[RECORDS SUPPLIED Boundary: Start]

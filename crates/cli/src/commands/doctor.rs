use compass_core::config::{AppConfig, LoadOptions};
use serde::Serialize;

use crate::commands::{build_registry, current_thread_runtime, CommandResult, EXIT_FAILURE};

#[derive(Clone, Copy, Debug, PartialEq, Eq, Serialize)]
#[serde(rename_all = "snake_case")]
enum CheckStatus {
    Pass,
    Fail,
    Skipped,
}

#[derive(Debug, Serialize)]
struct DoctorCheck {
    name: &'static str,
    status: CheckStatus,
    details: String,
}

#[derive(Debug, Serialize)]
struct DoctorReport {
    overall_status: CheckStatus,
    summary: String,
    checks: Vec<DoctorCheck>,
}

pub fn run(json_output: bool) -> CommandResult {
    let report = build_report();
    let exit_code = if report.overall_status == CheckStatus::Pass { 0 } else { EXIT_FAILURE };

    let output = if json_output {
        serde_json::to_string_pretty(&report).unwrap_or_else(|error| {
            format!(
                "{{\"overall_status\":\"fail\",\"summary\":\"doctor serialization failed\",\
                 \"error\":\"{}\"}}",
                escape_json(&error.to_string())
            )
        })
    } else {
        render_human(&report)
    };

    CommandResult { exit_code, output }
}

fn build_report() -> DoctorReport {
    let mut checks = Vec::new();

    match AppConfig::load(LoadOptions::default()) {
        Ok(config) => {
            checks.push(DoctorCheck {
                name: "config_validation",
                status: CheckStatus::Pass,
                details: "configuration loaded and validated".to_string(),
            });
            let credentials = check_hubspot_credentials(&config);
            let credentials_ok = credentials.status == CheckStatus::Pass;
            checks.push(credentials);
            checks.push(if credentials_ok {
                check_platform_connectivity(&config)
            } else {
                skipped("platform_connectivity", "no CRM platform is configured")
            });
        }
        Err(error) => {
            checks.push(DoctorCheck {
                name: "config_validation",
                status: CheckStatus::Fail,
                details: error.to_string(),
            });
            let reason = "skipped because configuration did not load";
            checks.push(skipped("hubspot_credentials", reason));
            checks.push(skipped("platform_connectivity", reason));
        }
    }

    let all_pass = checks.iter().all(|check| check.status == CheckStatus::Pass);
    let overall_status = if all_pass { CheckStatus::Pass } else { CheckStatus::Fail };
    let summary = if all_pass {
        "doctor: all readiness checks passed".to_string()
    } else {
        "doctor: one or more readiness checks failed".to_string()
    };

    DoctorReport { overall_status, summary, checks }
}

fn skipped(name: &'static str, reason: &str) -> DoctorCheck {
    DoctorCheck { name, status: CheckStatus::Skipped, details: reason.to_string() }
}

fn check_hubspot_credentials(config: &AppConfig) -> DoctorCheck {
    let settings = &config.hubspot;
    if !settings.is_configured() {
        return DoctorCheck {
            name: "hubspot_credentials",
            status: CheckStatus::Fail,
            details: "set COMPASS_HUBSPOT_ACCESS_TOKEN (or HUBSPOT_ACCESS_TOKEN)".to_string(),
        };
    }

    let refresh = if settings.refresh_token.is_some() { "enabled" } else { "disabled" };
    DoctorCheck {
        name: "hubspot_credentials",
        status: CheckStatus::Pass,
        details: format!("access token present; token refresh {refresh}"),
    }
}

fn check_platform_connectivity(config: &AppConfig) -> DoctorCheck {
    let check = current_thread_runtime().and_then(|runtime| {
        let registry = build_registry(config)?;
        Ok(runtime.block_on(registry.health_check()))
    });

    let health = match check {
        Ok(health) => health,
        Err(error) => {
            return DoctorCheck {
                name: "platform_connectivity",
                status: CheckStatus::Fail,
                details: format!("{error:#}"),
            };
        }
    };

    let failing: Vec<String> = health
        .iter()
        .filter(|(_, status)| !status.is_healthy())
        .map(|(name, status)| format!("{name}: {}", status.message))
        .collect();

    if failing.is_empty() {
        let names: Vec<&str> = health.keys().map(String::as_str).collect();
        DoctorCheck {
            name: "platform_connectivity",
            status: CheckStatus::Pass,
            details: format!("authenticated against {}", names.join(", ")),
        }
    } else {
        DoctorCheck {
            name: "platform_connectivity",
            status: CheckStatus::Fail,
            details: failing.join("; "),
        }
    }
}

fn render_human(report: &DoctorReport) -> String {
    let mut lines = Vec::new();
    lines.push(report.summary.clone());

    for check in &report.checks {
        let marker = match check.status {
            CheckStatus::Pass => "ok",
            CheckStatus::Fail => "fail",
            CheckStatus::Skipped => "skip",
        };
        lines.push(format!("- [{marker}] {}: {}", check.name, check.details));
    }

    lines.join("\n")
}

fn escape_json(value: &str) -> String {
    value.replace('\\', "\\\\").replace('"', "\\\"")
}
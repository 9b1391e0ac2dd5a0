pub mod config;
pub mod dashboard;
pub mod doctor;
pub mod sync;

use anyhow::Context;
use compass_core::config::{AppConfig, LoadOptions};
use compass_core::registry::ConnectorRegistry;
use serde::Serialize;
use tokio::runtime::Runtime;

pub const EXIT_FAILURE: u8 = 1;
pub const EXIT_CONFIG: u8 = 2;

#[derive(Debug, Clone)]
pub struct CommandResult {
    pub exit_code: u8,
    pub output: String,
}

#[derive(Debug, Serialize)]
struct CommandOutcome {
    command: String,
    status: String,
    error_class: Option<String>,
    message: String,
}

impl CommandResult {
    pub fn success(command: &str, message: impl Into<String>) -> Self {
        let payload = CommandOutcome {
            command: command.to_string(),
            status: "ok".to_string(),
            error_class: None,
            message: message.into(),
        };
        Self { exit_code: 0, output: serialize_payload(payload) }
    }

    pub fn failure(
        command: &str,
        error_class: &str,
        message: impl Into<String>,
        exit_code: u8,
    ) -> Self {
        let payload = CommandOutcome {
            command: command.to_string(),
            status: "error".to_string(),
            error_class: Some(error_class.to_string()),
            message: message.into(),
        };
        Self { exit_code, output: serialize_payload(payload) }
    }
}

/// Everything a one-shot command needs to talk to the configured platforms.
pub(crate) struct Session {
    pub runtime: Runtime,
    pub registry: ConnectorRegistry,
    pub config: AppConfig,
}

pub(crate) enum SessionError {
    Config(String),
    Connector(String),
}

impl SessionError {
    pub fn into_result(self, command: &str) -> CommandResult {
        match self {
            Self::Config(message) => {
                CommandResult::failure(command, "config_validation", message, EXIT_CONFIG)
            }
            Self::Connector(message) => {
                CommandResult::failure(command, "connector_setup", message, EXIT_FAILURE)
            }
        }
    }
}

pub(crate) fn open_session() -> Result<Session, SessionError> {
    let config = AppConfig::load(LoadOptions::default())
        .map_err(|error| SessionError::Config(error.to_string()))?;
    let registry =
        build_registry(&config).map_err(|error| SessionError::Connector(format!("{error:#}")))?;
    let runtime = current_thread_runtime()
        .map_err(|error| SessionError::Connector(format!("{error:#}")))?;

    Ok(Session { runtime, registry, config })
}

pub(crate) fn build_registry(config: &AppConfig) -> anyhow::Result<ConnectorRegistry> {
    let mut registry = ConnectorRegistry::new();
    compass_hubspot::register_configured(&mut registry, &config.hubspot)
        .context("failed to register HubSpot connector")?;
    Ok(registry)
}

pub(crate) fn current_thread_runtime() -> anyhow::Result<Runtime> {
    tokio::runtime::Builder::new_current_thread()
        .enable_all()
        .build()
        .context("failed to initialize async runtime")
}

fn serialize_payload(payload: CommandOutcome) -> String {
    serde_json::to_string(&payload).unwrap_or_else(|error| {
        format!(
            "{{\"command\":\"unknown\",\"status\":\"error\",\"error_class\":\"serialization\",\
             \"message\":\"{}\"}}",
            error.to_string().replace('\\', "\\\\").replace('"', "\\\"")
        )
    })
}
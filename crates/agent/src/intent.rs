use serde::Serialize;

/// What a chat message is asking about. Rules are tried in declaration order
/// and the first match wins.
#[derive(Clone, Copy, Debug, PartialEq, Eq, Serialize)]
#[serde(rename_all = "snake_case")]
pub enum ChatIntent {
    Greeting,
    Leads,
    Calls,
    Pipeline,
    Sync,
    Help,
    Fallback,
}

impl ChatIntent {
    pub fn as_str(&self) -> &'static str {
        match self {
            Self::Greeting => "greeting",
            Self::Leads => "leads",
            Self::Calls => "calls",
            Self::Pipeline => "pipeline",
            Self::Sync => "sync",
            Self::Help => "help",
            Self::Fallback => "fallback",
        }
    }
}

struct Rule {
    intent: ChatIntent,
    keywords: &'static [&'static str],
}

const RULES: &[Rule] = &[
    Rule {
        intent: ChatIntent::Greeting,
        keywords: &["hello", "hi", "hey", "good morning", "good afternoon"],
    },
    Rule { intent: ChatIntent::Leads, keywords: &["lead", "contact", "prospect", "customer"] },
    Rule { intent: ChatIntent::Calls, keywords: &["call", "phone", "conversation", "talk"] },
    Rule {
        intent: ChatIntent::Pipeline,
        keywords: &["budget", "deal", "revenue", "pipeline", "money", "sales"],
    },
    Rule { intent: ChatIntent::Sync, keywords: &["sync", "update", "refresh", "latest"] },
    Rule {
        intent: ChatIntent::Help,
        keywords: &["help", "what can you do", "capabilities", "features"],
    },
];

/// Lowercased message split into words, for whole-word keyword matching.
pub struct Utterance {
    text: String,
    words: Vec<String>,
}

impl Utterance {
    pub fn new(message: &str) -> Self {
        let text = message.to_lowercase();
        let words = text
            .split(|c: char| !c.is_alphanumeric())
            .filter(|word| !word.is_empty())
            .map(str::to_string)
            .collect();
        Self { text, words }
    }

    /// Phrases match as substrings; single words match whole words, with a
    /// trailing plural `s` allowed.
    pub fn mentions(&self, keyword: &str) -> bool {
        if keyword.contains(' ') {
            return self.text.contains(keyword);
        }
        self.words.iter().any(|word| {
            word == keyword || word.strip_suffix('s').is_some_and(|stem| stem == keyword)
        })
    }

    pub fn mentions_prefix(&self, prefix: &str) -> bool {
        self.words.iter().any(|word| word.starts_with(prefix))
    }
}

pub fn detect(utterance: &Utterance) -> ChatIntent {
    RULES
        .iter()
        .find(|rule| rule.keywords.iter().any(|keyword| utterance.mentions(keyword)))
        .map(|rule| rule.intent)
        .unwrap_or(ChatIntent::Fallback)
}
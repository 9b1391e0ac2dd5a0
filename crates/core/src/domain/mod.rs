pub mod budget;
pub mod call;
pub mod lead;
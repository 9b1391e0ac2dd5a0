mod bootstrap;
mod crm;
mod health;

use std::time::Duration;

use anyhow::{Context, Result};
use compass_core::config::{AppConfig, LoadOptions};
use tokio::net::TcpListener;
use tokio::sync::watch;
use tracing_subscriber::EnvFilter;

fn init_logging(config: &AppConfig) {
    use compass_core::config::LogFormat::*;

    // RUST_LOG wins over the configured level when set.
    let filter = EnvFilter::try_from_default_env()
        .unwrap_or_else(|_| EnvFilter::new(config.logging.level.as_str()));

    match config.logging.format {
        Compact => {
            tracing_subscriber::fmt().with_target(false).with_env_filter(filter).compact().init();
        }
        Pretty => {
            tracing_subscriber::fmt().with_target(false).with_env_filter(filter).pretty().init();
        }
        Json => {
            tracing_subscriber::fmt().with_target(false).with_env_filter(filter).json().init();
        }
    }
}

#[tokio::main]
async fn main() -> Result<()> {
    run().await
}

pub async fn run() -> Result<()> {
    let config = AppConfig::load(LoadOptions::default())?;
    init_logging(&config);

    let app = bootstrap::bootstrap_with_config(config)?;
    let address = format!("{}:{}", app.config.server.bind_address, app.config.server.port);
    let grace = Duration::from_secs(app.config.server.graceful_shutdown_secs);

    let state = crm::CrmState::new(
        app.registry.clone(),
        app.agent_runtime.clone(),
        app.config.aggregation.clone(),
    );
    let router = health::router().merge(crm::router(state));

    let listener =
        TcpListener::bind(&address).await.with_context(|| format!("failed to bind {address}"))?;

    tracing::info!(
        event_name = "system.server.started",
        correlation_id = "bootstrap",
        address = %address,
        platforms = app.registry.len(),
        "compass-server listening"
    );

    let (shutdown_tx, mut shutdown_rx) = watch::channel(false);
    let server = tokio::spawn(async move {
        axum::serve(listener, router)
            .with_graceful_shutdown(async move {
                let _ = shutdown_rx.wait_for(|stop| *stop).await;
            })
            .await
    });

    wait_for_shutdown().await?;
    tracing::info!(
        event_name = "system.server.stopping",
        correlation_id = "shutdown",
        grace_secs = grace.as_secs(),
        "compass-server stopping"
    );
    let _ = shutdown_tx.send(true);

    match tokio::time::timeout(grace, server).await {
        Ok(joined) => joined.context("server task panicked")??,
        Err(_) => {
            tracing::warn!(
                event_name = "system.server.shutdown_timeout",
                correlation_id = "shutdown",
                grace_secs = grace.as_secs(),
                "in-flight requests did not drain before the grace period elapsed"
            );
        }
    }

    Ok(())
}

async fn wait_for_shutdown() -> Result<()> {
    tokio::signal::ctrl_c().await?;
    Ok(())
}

[RECORDS SUPPLIED Boundary: End]
[RECORDS SUPPLIED Boundary: Start]

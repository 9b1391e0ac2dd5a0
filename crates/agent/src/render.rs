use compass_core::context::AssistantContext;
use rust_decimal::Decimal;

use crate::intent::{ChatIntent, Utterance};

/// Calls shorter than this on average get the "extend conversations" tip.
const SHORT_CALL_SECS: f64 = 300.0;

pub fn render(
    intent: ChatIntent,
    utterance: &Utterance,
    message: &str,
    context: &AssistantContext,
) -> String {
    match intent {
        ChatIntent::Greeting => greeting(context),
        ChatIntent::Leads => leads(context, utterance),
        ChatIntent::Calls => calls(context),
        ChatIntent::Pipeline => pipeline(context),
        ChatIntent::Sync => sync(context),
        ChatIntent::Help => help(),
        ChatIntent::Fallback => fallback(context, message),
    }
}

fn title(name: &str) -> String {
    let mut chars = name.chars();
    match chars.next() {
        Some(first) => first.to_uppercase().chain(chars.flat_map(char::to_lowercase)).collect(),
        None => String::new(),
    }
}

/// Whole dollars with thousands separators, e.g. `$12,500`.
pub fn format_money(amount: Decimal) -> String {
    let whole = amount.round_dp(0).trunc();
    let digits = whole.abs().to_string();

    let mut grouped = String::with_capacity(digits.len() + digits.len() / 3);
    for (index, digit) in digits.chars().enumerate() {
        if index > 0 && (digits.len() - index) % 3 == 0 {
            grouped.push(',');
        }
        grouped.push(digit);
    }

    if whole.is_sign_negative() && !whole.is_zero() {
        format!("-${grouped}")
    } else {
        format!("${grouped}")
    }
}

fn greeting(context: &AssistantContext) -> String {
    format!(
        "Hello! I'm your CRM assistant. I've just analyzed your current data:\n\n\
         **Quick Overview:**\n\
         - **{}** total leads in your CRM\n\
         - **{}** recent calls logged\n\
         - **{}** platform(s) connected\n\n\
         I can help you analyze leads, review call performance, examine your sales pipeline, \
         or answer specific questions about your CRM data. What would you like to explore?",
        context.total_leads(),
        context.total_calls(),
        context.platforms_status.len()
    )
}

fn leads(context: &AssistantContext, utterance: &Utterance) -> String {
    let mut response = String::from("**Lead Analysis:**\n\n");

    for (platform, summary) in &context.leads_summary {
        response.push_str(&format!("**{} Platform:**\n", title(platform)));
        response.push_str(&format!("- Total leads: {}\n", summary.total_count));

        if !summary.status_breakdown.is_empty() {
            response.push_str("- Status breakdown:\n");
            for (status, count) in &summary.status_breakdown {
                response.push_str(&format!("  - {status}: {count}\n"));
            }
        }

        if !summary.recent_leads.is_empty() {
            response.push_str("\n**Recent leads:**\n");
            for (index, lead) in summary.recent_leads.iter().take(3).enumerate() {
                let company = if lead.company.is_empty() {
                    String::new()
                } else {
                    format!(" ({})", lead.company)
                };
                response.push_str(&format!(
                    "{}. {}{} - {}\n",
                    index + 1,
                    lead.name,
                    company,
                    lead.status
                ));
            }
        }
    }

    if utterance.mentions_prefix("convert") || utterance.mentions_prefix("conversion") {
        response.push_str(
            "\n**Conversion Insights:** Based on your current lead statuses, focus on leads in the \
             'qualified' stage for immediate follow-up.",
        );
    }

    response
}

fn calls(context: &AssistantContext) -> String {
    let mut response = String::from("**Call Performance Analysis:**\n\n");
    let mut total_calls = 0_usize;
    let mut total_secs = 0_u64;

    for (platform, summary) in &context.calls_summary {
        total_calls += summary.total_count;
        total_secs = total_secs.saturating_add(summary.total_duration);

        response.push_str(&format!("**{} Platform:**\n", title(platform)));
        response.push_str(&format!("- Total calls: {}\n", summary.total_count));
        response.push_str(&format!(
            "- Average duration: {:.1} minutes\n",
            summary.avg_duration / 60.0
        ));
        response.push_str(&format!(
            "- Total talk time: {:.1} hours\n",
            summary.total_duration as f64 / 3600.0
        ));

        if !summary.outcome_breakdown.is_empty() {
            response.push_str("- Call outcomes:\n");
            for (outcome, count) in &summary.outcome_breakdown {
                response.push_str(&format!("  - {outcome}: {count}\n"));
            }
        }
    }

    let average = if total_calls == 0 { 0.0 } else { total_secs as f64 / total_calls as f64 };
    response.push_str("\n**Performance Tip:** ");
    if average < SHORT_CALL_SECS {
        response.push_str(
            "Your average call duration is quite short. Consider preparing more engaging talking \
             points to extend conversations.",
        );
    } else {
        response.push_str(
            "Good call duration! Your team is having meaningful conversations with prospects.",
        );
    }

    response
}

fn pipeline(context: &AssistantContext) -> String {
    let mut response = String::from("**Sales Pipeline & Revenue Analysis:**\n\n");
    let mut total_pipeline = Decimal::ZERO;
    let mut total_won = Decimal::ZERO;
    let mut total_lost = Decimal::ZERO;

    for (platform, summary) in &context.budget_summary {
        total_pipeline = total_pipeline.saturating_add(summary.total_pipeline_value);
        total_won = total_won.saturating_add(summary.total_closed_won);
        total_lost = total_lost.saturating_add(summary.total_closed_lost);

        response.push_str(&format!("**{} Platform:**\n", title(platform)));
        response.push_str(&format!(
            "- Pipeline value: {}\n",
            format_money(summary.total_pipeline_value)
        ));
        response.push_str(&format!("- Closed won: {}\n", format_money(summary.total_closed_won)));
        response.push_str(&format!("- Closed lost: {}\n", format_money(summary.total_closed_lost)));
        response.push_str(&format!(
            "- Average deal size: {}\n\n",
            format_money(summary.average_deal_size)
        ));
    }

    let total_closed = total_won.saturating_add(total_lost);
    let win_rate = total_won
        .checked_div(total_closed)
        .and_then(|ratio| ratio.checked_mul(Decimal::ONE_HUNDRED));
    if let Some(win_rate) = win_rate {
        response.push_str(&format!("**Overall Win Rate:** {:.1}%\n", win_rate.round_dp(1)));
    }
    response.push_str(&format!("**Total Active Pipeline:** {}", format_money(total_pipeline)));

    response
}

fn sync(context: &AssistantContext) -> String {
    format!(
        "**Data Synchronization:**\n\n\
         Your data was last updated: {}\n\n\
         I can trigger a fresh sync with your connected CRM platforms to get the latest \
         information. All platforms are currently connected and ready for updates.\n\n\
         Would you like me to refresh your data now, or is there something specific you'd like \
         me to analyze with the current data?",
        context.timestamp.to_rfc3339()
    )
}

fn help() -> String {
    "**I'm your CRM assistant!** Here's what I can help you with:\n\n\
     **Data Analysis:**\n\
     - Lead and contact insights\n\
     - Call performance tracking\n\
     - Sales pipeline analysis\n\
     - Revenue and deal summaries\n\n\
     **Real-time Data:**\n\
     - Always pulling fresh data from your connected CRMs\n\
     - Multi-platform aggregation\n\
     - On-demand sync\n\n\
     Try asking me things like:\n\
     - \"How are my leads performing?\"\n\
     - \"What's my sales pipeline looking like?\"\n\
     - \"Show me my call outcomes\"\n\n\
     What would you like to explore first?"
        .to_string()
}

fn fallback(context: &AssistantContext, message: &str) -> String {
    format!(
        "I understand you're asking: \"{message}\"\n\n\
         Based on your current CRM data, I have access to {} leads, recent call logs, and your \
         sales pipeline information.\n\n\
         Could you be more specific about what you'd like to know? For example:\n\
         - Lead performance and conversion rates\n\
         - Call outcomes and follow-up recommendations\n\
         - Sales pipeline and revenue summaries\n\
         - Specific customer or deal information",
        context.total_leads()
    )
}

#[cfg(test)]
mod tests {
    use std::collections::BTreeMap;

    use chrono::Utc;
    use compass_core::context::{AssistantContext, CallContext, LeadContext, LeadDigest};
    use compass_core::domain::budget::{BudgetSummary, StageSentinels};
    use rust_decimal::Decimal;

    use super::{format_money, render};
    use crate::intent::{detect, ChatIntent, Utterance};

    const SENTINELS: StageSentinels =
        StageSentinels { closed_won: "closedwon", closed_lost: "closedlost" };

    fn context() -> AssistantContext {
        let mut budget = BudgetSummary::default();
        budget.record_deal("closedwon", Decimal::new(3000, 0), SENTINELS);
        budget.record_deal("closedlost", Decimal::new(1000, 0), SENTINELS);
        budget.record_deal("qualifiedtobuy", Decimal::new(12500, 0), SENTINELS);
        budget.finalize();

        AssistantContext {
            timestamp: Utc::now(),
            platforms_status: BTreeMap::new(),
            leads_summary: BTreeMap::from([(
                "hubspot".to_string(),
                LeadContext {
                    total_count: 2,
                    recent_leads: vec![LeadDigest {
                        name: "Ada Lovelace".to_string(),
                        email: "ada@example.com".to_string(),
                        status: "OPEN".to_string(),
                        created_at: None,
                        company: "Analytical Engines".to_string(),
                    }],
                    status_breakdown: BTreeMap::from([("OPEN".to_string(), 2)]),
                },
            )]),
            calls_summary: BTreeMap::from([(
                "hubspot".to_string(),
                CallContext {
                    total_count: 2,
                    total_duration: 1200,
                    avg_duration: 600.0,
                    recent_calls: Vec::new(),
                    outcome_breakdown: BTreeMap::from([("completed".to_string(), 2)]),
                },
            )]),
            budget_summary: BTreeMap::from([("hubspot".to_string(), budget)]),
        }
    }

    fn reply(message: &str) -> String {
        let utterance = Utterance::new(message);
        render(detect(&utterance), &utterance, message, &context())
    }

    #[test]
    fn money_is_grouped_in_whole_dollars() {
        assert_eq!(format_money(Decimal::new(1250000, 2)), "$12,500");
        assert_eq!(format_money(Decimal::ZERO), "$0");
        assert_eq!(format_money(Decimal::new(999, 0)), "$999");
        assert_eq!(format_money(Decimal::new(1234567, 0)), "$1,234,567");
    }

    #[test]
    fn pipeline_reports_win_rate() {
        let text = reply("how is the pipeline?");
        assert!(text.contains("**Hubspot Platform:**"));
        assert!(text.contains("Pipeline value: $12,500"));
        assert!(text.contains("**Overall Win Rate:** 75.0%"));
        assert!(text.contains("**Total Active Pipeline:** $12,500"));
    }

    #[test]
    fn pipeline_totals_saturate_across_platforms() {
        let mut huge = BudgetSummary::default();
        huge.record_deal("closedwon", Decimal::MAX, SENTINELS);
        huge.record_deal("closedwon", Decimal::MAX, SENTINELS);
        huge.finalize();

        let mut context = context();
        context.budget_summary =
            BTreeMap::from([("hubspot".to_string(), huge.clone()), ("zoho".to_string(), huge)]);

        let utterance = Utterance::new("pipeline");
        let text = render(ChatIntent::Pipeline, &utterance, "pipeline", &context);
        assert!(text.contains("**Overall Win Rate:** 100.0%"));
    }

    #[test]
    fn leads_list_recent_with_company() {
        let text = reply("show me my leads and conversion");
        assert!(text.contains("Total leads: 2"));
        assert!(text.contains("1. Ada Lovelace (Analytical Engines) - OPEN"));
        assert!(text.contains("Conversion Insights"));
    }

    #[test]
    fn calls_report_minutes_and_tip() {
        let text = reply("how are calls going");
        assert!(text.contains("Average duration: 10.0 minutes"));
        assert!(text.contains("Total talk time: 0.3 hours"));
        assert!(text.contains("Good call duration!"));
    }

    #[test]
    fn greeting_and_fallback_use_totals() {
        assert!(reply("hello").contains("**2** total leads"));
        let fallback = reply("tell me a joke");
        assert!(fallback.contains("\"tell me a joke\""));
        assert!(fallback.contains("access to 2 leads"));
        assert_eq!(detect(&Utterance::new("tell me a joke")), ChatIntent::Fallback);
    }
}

[RECORDS SUPPLIED Boundary: End]

Beginning with the line above that contains "- Lead and contact insights\n\", copy each line exactly up to and including the line that contains "Try asking me things like:\n\", and go no further.

     - Lead and contact insights\n\
     - Call performance tracking\n\
     - Sales pipeline analysis\n\
     - Revenue and deal summaries\n\n\
     **Real-time Data:**\n\
     - Always pulling fresh data from your connected CRMs\n\
     - Multi-platform aggregation\n\
     - On-demand sync\n\n\
     Try asking me things like:\n\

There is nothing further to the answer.